[Start of section]

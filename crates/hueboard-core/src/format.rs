//! Display formatting and data extraction helpers.

use serde::{Deserialize, Serialize};
use serde_json::Value;

/// A notification delivery channel (email, telegram, ...).
#[derive(Debug, Clone, PartialEq, Eq, Serialize, Deserialize)]
#[serde(rename_all = "camelCase")]
pub struct NotificationChannel {
    pub channel_name: String,
}

impl NotificationChannel {
    pub fn new(channel_name: impl Into<String>) -> Self {
        Self {
            channel_name: channel_name.into(),
        }
    }
}

/// Settings key for one option of a channel, e.g. `email_enabled`.
pub fn get_notification_setting_key(channel: &NotificationChannel, key: &str) -> String {
    format!("{}_{}", channel.channel_name, key)
}

/// Turn a raw sensor name such as `heat_index` or `TOOL_0` into a title.
///
/// Underscores become spaces, the string is lowercased, then the first
/// letter of every whitespace-separated word is uppercased.
pub fn temperature_display_name(name: &str) -> String {
    let lowered = name.replace('_', " ").to_lowercase();

    let mut out = String::with_capacity(lowered.len());
    let mut at_word_start = true;
    for c in lowered.chars() {
        if c.is_whitespace() {
            at_word_start = true;
            out.push(c);
        } else if at_word_start {
            at_word_start = false;
            out.extend(c.to_uppercase());
        } else {
            out.push(c);
        }
    }
    out
}

/// JSON path of the normalized score in a prediction record.
const PUBLIC_P_PATH: &[&str] = &["p"];
const PRIVATE_P_PATH: &[&str] = &["fields", "normalized_p"];

/// Round half up, the way a browser's `Math.round` does.
fn round_half_up(x: f64) -> f64 {
    // `(x + 0.5).floor()` rounds 0.49999999999999994 up to 1.
    let floor = x.floor();
    if x - floor >= 0.5 { floor + 1.0 } else { floor }
}

/// Walk `path` through nested objects, yielding `None` on any gap.
fn lookup<'a>(value: &'a Value, path: &[&str]) -> Option<&'a Value> {
    path.iter().try_fold(value, |current, key| current.get(*key))
}

/// Score of the prediction nearest `position` (0.0 to 1.0) along the series.
///
/// The index is `round_half_up(len * position)`. Public records keep the
/// score at `p`, private ones at `fields.normalized_p`. Any miss (index out of
/// range, missing field, non-numeric value) yields `0.0`.
pub fn get_normalized_p(predictions: &[Value], position: f64, is_public: bool) -> f64 {
    let raw_index = round_half_up(predictions.len() as f64 * position);
    if !raw_index.is_finite() || raw_index < 0.0 {
        return 0.0;
    }

    let path = if is_public {
        PUBLIC_P_PATH
    } else {
        PRIVATE_P_PATH
    };

    predictions
        .get(raw_index as usize)
        .and_then(|record| lookup(record, path))
        .and_then(Value::as_f64)
        .unwrap_or(0.0)
}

[End of section]

__YOUR GOAL__.
Could you copy every line from the records that has "lookup" in it?

__REPLY TO THE EXERCISE__.
fn lookup<'a>(value: &'a Value, path: &[&str]) -> Option<&'a Value> {
        .and_then(|record| lookup(record, path))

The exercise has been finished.